L'après-midi, au moment où les habitants de Séville interrompent habituellement leur travail pour la traditionnelle sieste, les ruelles étroites et les petites places romantiques du centre de la ville ne se vident pas pour autant. Ici, il y a sans cesse du bruit et du monde ! De cette confusion, les Espagnols ne sont pas les seuls responsables : il suffit d’écouter quelques secondes les conversations échangées autour d'une des fontaines pour entendre la diversité des langues européennes.

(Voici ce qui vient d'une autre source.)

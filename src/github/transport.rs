//! Blocking HTTP transport for the GitHub REST API.
//!
//! The relay talks to GitHub through the [`GitHubTransport`] trait so the
//! decision logic can be tested with mocks. [`ReqwestTransport`] is the
//! production implementation: a synchronous client carrying the
//! authentication headers on every request, with a per-request timeout and
//! no retries.

use std::time::Duration;

use http::HeaderMap;
use http::header::{AUTHORIZATION, CONTENT_TYPE, HeaderValue, USER_AGENT};
use reqwest::blocking::{Client, RequestBuilder};
use serde::de::DeserializeOwned;
use serde_json::Value;

use super::error::RelayError;
use super::error_mapping::{map_http_error, map_transport_error};
use super::token::OAuthToken;

/// Product name sent as the `User-Agent` header.
pub const PRODUCT_NAME: &str = "Code Climate";

/// Per-request timeout applied when none is configured.
pub const DEFAULT_TIMEOUT: Duration = Duration::from_secs(10);

/// Successful response returned by a transport.
#[derive(Debug, Clone, Default)]
pub struct ApiResponse {
    /// HTTP status code.
    pub status: u16,
    /// Response headers.
    pub headers: HeaderMap,
    /// Raw response body.
    pub body: String,
}

impl ApiResponse {
    /// Returns a header as text when present and valid UTF-8.
    #[must_use]
    pub fn header(&self, name: &str) -> Option<&str> {
        self.headers
            .get(name)
            .and_then(|value| value.to_str().ok())
    }

    /// Decodes the body as JSON.
    ///
    /// # Errors
    ///
    /// Returns `RelayError::Decode` when the body does not match `T`.
    pub fn json<T: DeserializeOwned>(&self) -> Result<T, RelayError> {
        serde_json::from_str(&self.body).map_err(|error| RelayError::Decode {
            message: error.to_string(),
        })
    }
}

/// Synchronous request/response access to GitHub.
///
/// Implementations return `Err` for every non-2xx response and for every
/// transport failure. They must not retry.
#[cfg_attr(test, mockall::automock)]
pub trait GitHubTransport: Send + Sync {
    /// Issue an authenticated `GET`.
    ///
    /// # Errors
    ///
    /// Returns [`RelayError::Remote`] for non-success statuses and
    /// [`RelayError::Network`] when no response arrives.
    fn get(&self, url: &str) -> Result<ApiResponse, RelayError>;

    /// Issue an authenticated `POST` with a JSON body.
    ///
    /// # Errors
    ///
    /// Returns [`RelayError::Remote`] for non-success statuses and
    /// [`RelayError::Network`] when no response arrives.
    fn post_json(&self, url: &str, body: &Value) -> Result<ApiResponse, RelayError>;
}

/// `reqwest`-backed transport.
#[derive(Debug, Clone)]
pub struct ReqwestTransport {
    client: Client,
}

impl ReqwestTransport {
    /// Builds a transport that authenticates every request with `token`.
    ///
    /// # Errors
    ///
    /// Returns `RelayError::Configuration` when the token cannot be used as a
    /// header value or the client cannot be constructed.
    pub fn for_token(token: &OAuthToken, timeout: Duration) -> Result<Self, RelayError> {
        let client = Client::builder()
            .default_headers(default_headers(token)?)
            .timeout(timeout)
            .build()
            .map_err(|error| RelayError::Configuration {
                message: format!("failed to configure GitHub HTTP client: {error}"),
            })?;
        Ok(Self { client })
    }

    fn execute(operation: &str, request: RequestBuilder) -> Result<ApiResponse, RelayError> {
        let response = request
            .send()
            .map_err(|error| map_transport_error(operation, &error))?;

        let status = response.status();
        let headers = response.headers().clone();
        let body = response
            .text()
            .map_err(|error| map_transport_error(operation, &error))?;

        if !status.is_success() {
            tracing::debug!("{operation} returned {status}");
            return Err(map_http_error(operation, status, &body));
        }

        Ok(ApiResponse {
            status: status.as_u16(),
            headers,
            body,
        })
    }
}

impl GitHubTransport for ReqwestTransport {
    fn get(&self, url: &str) -> Result<ApiResponse, RelayError> {
        tracing::debug!("GET {url}");
        Self::execute(&format!("GET {url}"), self.client.get(url))
    }

    fn post_json(&self, url: &str, body: &Value) -> Result<ApiResponse, RelayError> {
        tracing::debug!("POST {url}");
        Self::execute(&format!("POST {url}"), self.client.post(url).json(body))
    }
}

fn default_headers(token: &OAuthToken) -> Result<HeaderMap, RelayError> {
    let mut authorization =
        HeaderValue::from_str(&token.authorization()).map_err(|_| RelayError::Configuration {
            message: "OAuth token contains characters not allowed in a header".to_owned(),
        })?;
    authorization.set_sensitive(true);

    let mut headers = HeaderMap::new();
    headers.insert(CONTENT_TYPE, HeaderValue::from_static("application/json"));
    headers.insert(AUTHORIZATION, authorization);
    headers.insert(USER_AGENT, HeaderValue::from_static(PRODUCT_NAME));
    Ok(headers)
}
//! One-time analysis comment on the pull request.
//!
//! The comment text doubles as the idempotence key: before posting, the
//! existing comments are scanned for the signature that [`render_comment`]
//! produces. Writer and matcher must stay in sync.

use std::sync::LazyLock;

use regex::Regex;

use crate::event::AnalysisEvent;
use crate::github::{CommentPayload, GitHubTransport, IssueComment, RelayError, comments_url};
use crate::outcome::OperationResult;

use super::PullRequestRelay;

/// Comment body; `{compare_url}` is replaced with the comparison link.
pub const COMMENT_TEMPLATE: &str = concat!(
    r#"<img src="https://codeclimate.com/favicon.png" width="20" height="20" />"#,
    r#"&nbsp;<b>Code Climate</b> has <a href="{compare_url}">analyzed this pull request</a>."#
);

#[expect(
    clippy::expect_used,
    reason = "the signature pattern is a literal covered by tests"
)]
static SIGNATURE: LazyLock<Regex> = LazyLock::new(|| {
    Regex::new(r#"<b>Code Climate</b> has <a href=".*">analyzed this pull request</a>"#)
        .expect("signature pattern should compile")
});

/// Renders the comment for a comparison link.
#[must_use]
pub fn render_comment(compare_url: &str) -> String {
    COMMENT_TEMPLATE.replace("{compare_url}", compare_url)
}

/// Whether a comment body was written by the relay.
#[must_use]
pub fn is_analysis_comment(body: &str) -> bool {
    SIGNATURE.is_match(body)
}

impl<Transport> PullRequestRelay<'_, Transport>
where
    Transport: GitHubTransport,
{
    /// Posts the analysis comment unless one is already present.
    ///
    /// Skipped when comments are disabled or when a previous delivery of the
    /// same event already left the comment.
    #[must_use]
    pub fn add_comment(&self, event: &AnalysisEvent) -> OperationResult {
        if !self.config.add_comment {
            tracing::debug!("comments disabled; not commenting on {}", event.slug);
            return OperationResult::skipped("pull request comments are disabled");
        }

        let url = comments_url(&self.config.api_base, &event.slug, event.number);
        match self.comment_present(&url) {
            Ok(true) => {
                tracing::debug!(
                    "{}#{} already carries the analysis comment",
                    event.slug,
                    event.number.get()
                );
                return OperationResult::skipped("analysis comment already present");
            }
            Ok(false) => {}
            Err(error) => {
                tracing::warn!("listing comments on {} failed: {error}", event.slug);
                return error.into();
            }
        }

        let body = render_comment(&event.compare_url);
        let payload = match serde_json::to_value(CommentPayload { body: &body }) {
            Ok(payload) => payload,
            Err(error) => return OperationResult::failure(error.to_string()),
        };

        match self.transport.post_json(&url, &payload) {
            Ok(_) => {
                tracing::info!("commented on {}#{}", event.slug, event.number.get());
                OperationResult::success("analysis comment posted")
            }
            Err(error) => {
                tracing::warn!("posting comment on {} failed: {error}", event.slug);
                error.into()
            }
        }
    }

    fn comment_present(&self, url: &str) -> Result<bool, RelayError> {
        let comments: Vec<IssueComment> = self.transport.get(url)?.json()?;
        Ok(comments
            .iter()
            .filter_map(|comment| comment.body.as_deref())
            .any(is_analysis_comment))
    }
}
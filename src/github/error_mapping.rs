//! Error mapping helpers for the GitHub transport.

use http::StatusCode;

use super::error::RelayError;

const MAX_DETAIL_CHARS: usize = 160;

/// Builds the error for a non-success response.
///
/// GitHub's JSON `message` field is preferred; otherwise a truncated copy of
/// the raw body is used so the remote detail still reaches the caller.
pub(super) fn map_http_error(operation: &str, status: StatusCode, body: &str) -> RelayError {
    let detail = extract_github_message(body)
        .or_else(|| {
            let trimmed = body.trim();
            (!trimmed.is_empty()).then(|| truncate_for_message(trimmed, MAX_DETAIL_CHARS))
        })
        .unwrap_or_else(|| "unknown error".to_owned());

    RelayError::Remote {
        status: status.as_u16(),
        message: format!("{operation} failed with status {status}: {detail}"),
    }
}

pub(super) fn map_transport_error(operation: &str, error: &reqwest::Error) -> RelayError {
    RelayError::Network {
        message: format!("{operation} failed: {error}"),
    }
}

pub(super) fn extract_github_message(body: &str) -> Option<String> {
    let Ok(value) = serde_json::from_str::<serde_json::Value>(body) else {
        return None;
    };
    value
        .get("message")
        .and_then(serde_json::Value::as_str)
        .map(ToOwned::to_owned)
}

fn truncate_for_message(message: &str, max_chars: usize) -> String {
    let mut output: String = message.chars().take(max_chars).collect();
    if message.chars().nth(max_chars).is_some() {
        output.push_str("...");
    }
    output
}
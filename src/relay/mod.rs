//! Relays analysis events to GitHub statuses and pull request comments.
//!
//! [`PullRequestRelay`] borrows a transport and an immutable
//! [`ServiceConfig`] for one invocation. It exposes two entry points:
//!
//! - [`PullRequestRelay::receive_test`] probes the token without a real event.
//! - [`PullRequestRelay::receive_event`] validates an event payload and
//!   performs the status update and comment post it calls for.
//!
//! Both return a single [`OperationResult`]. Remote failures never escape as
//! errors; only a malformed event does.

mod comment;
mod credentials;
mod status;

use serde_json::Value;

use crate::event::{AnalysisEvent, AnalysisState};
use crate::github::{ApiBase, GitHubTransport, OAuthToken, RelayError, RepositorySlug};
use crate::outcome::{OperationResult, aggregate};

pub use comment::{COMMENT_TEMPLATE, is_analysis_comment, render_comment};
pub use credentials::{REPO_SCOPE, SCOPE_HEADER, TOKEN_VALID_MESSAGE, scopes_include_repo};
pub use status::{PENDING_DESCRIPTION, STATUS_CONTEXT, SUCCESS_DESCRIPTION};

/// Immutable settings for one relay invocation.
#[derive(Debug, Clone, PartialEq, Eq)]
pub struct ServiceConfig {
    /// Token used to authenticate against GitHub.
    pub token: OAuthToken,
    /// Whether commit statuses are updated.
    pub update_status: bool,
    /// Whether a pull request comment is posted.
    pub add_comment: bool,
    /// REST API root.
    pub api_base: ApiBase,
}

impl ServiceConfig {
    /// Configuration against the public GitHub API.
    #[must_use]
    pub fn new(token: OAuthToken, update_status: bool, add_comment: bool) -> Self {
        Self {
            token,
            update_status,
            add_comment,
            api_base: ApiBase::default(),
        }
    }

    /// Replaces the API root.
    #[must_use]
    pub fn with_api_base(mut self, api_base: ApiBase) -> Self {
        self.api_base = api_base;
        self
    }
}

/// Decision logic for one invocation.
pub struct PullRequestRelay<'client, Transport>
where
    Transport: GitHubTransport,
{
    transport: &'client Transport,
    config: &'client ServiceConfig,
}

impl<'client, Transport> PullRequestRelay<'client, Transport>
where
    Transport: GitHubTransport,
{
    /// Create a relay over the provided transport and configuration.
    #[must_use]
    pub const fn new(transport: &'client Transport, config: &'client ServiceConfig) -> Self {
        Self { transport, config }
    }

    /// Checks that the token can do what the enabled toggles need on `slug`.
    ///
    /// With both toggles on, the status and scope probes are aggregated.
    /// With one on, only its probe runs. With neither, nothing is sent.
    #[must_use]
    pub fn receive_test(&self, slug: &RepositorySlug) -> OperationResult {
        match (self.config.update_status, self.config.add_comment) {
            (true, true) => aggregate(
                self.probe_status_access(slug),
                self.probe_comment_scope(),
            ),
            (true, false) => self.probe_status_access(slug),
            (false, true) => self.probe_comment_scope(),
            (false, false) => OperationResult::skipped("no actions are enabled"),
        }
    }

    /// Validates the payload and handles the event it describes.
    ///
    /// # Errors
    ///
    /// Returns [`RelayError::MissingField`] or [`RelayError::InvalidField`]
    /// when the payload is malformed. No remote call is made in that case.
    pub fn receive_event(&self, payload: &Value) -> Result<OperationResult, RelayError> {
        let event = AnalysisEvent::from_payload(payload)?;
        Ok(self.handle_event(&event))
    }

    /// Dispatches on the event state.
    ///
    /// `pending` updates the status, `success` posts the comment and then
    /// updates the status, and every other state is ignored.
    #[must_use]
    pub fn handle_event(&self, event: &AnalysisEvent) -> OperationResult {
        match &event.state {
            AnalysisState::Pending => self.update_status(event, "pending", PENDING_DESCRIPTION),
            AnalysisState::Success => {
                let comment = self.add_comment(event);
                let status = self.update_status(event, "success", SUCCESS_DESCRIPTION);
                aggregate(status, comment)
            }
            AnalysisState::Other(state) => {
                tracing::debug!("ignoring {} event in state `{state}`", event.slug);
                OperationResult::skipped(format!("state `{state}` requires no action"))
            }
        }
    }
}
//! Operation results and the aggregation rule that merges two of them.

use std::fmt;

use serde::Serialize;

use crate::github::RelayError;

/// Message used when both combined operations failed.
pub const BOTH_FAILED_MESSAGE: &str = "Unable to post comment or update status";

/// Outcome of a single relay operation.
///
/// Every remote-call wrapper returns this value instead of an error, so
/// callers always get a verdict they can report.
#[derive(Debug, Clone, PartialEq, Eq, Serialize)]
pub struct OperationResult {
    /// Whether the operation succeeded or was deliberately skipped.
    pub ok: bool,
    /// Human-readable detail.
    #[serde(skip_serializing_if = "Option::is_none")]
    pub message: Option<String>,
    /// Set when nothing was sent to GitHub.
    #[serde(skip_serializing_if = "std::ops::Not::not")]
    pub skipped: bool,
}

impl OperationResult {
    /// A successful operation.
    #[must_use]
    pub fn success(message: impl Into<String>) -> Self {
        Self {
            ok: true,
            message: Some(message.into()),
            skipped: false,
        }
    }

    /// A failed operation.
    #[must_use]
    pub fn failure(message: impl Into<String>) -> Self {
        Self {
            ok: false,
            message: Some(message.into()),
            skipped: false,
        }
    }

    /// An operation that was not attempted. Counts as success.
    #[must_use]
    pub fn skipped(reason: impl Into<String>) -> Self {
        Self {
            ok: true,
            message: Some(reason.into()),
            skipped: true,
        }
    }

    /// Message text, empty when absent.
    #[must_use]
    pub fn message(&self) -> &str {
        self.message.as_deref().unwrap_or_default()
    }
}

impl From<RelayError> for OperationResult {
    fn from(error: RelayError) -> Self {
        Self::failure(error.to_string())
    }
}

impl fmt::Display for OperationResult {
    fn fmt(&self, formatter: &mut fmt::Formatter<'_>) -> fmt::Result {
        let verdict = match (self.ok, self.skipped) {
            (true, true) => "skipped",
            (true, false) => "ok",
            (false, _) => "failed",
        };
        match self.message.as_deref() {
            Some(message) => write!(formatter, "{verdict}: {message}"),
            None => formatter.write_str(verdict),
        }
    }
}

/// Merges the status and comment results into one verdict.
///
/// When both succeed the status result is returned unchanged. Otherwise the
/// message names whichever operation failed.
#[must_use]
pub fn aggregate(status: OperationResult, comment: OperationResult) -> OperationResult {
    match (status.ok, comment.ok) {
        (true, true) => status,
        (false, false) => OperationResult::failure(BOTH_FAILED_MESSAGE),
        (false, true) => OperationResult::failure(format!(
            "Unable to update status: {}",
            status.message()
        )),
        (true, false) => OperationResult::failure(format!(
            "Unable to post comment: {}",
            comment.message()
        )),
    }
}
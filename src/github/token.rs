//! OAuth token wrapper.

use std::fmt;

use super::error::RelayError;

/// OAuth token enforcing presence and keeping the secret out of logs.
#[derive(Clone, PartialEq, Eq)]
pub struct OAuthToken(String);

impl OAuthToken {
    /// Validates that the token is non-empty and trims whitespace.
    ///
    /// # Errors
    ///
    /// Returns `RelayError::MissingToken` when the supplied string is blank.
    pub fn new(token: impl AsRef<str>) -> Result<Self, RelayError> {
        let trimmed = token.as_ref().trim();
        if trimmed.is_empty() {
            return Err(RelayError::MissingToken);
        }
        Ok(Self(trimmed.to_owned()))
    }

    /// Borrow the token value.
    #[must_use]
    pub const fn value(&self) -> &str {
        self.0.as_str()
    }

    /// Value for the `Authorization` header.
    #[must_use]
    pub fn authorization(&self) -> String {
        format!("token {}", self.0)
    }
}

impl fmt::Debug for OAuthToken {
    fn fmt(&self, formatter: &mut fmt::Formatter<'_>) -> fmt::Result {
        formatter.write_str("OAuthToken(<redacted>)")
    }
}
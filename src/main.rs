//! `pr-relay` entrypoint: relays one analysis event or tests a token.

use std::fs;
use std::io::{self, Read, Write};
use std::process::ExitCode;

use ortho_config::OrthoConfig;
use pr_relay::{
    OperationMode, OperationResult, PullRequestRelay, RelayConfig, RelayError, ReqwestTransport,
};
use tracing_subscriber::EnvFilter;

const DEFAULT_LOG_FILTER: &str = "pr_relay=info";

/// Exit status for a failed relay or an unusable environment.
const FAILURE_EXIT: u8 = 1;

/// Exit status for an event document the relay refused to act on.
const PAYLOAD_EXIT: u8 = 2;

fn main() -> ExitCode {
    init_tracing();

    match run() {
        Ok(outcome) => {
            let printed = writeln!(io::stdout().lock(), "{outcome}").is_ok();
            if outcome.ok && printed {
                ExitCode::SUCCESS
            } else {
                ExitCode::FAILURE
            }
        }
        Err(error) => {
            if writeln!(io::stderr().lock(), "{error}").is_err() {
                return ExitCode::FAILURE;
            }
            ExitCode::from(exit_status(&error))
        }
    }
}

const fn exit_status(error: &RelayError) -> u8 {
    if error.is_payload_error() {
        PAYLOAD_EXIT
    } else {
        FAILURE_EXIT
    }
}

fn init_tracing() {
    let filter =
        EnvFilter::try_from_default_env().unwrap_or_else(|_| EnvFilter::new(DEFAULT_LOG_FILTER));
    tracing_subscriber::fmt()
        .with_env_filter(filter)
        .with_writer(io::stderr)
        .init();
}

fn run() -> Result<OperationResult, RelayError> {
    let config = load_config()?;
    let service = config.service_config()?;
    let transport = ReqwestTransport::for_token(&service.token, config.timeout())?;
    let relay = PullRequestRelay::new(&transport, &service);

    match config.operation_mode() {
        OperationMode::ConnectionTest => {
            let slug = config.require_repository()?;
            tracing::info!("testing GitHub access for {slug}");
            Ok(relay.receive_test(&slug))
        }
        OperationMode::RelayEvent => {
            let payload = read_event(config.require_event()?)?;
            relay.receive_event(&payload)
        }
    }
}

/// Loads configuration from CLI, environment, and files.
///
/// # Errors
///
/// Returns [`RelayError::Configuration`] when ortho-config fails to parse
/// arguments or load configuration files.
fn load_config() -> Result<RelayConfig, RelayError> {
    RelayConfig::load().map_err(|error| RelayError::Configuration {
        message: error.to_string(),
    })
}

fn read_event(source: &str) -> Result<serde_json::Value, RelayError> {
    let text = if source == "-" {
        let mut buffer = String::new();
        io::stdin()
            .read_to_string(&mut buffer)
            .map_err(|error| RelayError::Io {
                message: format!("failed to read event from stdin: {error}"),
            })?;
        buffer
    } else {
        fs::read_to_string(source).map_err(|error| RelayError::Io {
            message: format!("failed to read event file {source}: {error}"),
        })?
    };

    serde_json::from_str(&text).map_err(|error| RelayError::InvalidField {
        field: "event",
        message: format!("event is not valid JSON: {error}"),
    })
}

#[cfg(test)]
mod tests {
    use pr_relay::RelayError;
    use rstest::rstest;

    use super::{FAILURE_EXIT, PAYLOAD_EXIT, exit_status};

    #[rstest]
    #[case::missing_field(RelayError::MissingField { field: "commit_sha" }, PAYLOAD_EXIT)]
    #[case::unparseable_event(
        RelayError::InvalidField {
            field: "event",
            message: "event is not valid JSON".to_owned(),
        },
        PAYLOAD_EXIT
    )]
    #[case::missing_token(RelayError::MissingToken, FAILURE_EXIT)]
    #[case::unreadable_file(
        RelayError::Io {
            message: "no such file".to_owned(),
        },
        FAILURE_EXIT
    )]
    fn payload_errors_exit_distinctly(#[case] error: RelayError, #[case] expected: u8) {
        assert_eq!(exit_status(&error), expected, "{error}");
    }
}
//! Wire models for the GitHub endpoints the relay uses.

use serde::{Deserialize, Serialize};

/// Body of `POST /repos/{slug}/statuses/{ref}`.
#[derive(Debug, Clone, PartialEq, Eq, Serialize)]
pub struct StatusPayload<'a> {
    /// Status state such as `pending` or `success`.
    pub state: &'a str,
    /// Short human-readable description.
    pub description: &'a str,
    /// Link shown next to the status.
    pub target_url: &'a str,
    /// Status context the state is recorded under.
    pub context: &'a str,
}

/// Body of `POST /repos/{slug}/issues/{number}/comments`.
#[derive(Debug, Clone, PartialEq, Eq, Serialize)]
pub struct CommentPayload<'a> {
    /// Markdown or HTML comment text.
    pub body: &'a str,
}

/// Issue comment as returned by the list endpoint. Only the body matters.
#[derive(Debug, Clone, Default, PartialEq, Eq, Deserialize)]
pub struct IssueComment {
    /// Comment text, absent for some bot comments.
    #[serde(default)]
    pub body: Option<String>,
}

« Les habitants de Séville se promènent souvent dans ce quartier. Pourtant ici, les touristes sont plus nombreux qu'eux et ce sont eux justement qui semblent apprécier le plus ce lieu », explique Justo Gonzalez, responsable de la communication au conseil municipal de Séville. Sans le moindre doute, le patrimoine et l'histoire insolite de cet ancien quartier juif, dont l'épanouissement a décliné sous la domination musulmane en Espagne (autour du 11 et 12e siècle), est l’aspect le plus attractif de Santa Cruz. Ici, l’épreuve du temps se cache presque dans chaque recoin, dans les maisons antiques, les anciennes synagogues, les petites églises et les ruelles.
Les élus pouponnent
A la mairie de Séville, on s'arrange parfaitement de cela. C'est précisément dans l'histoire de ce lieu que sommeille la beauté de ce quartier pour Justo Gonzalez qui souligne que « la municipalité s'efforce de conserver le caractère originaire de Santa Cruz et n'envisage pas d'entamer le moindre changement »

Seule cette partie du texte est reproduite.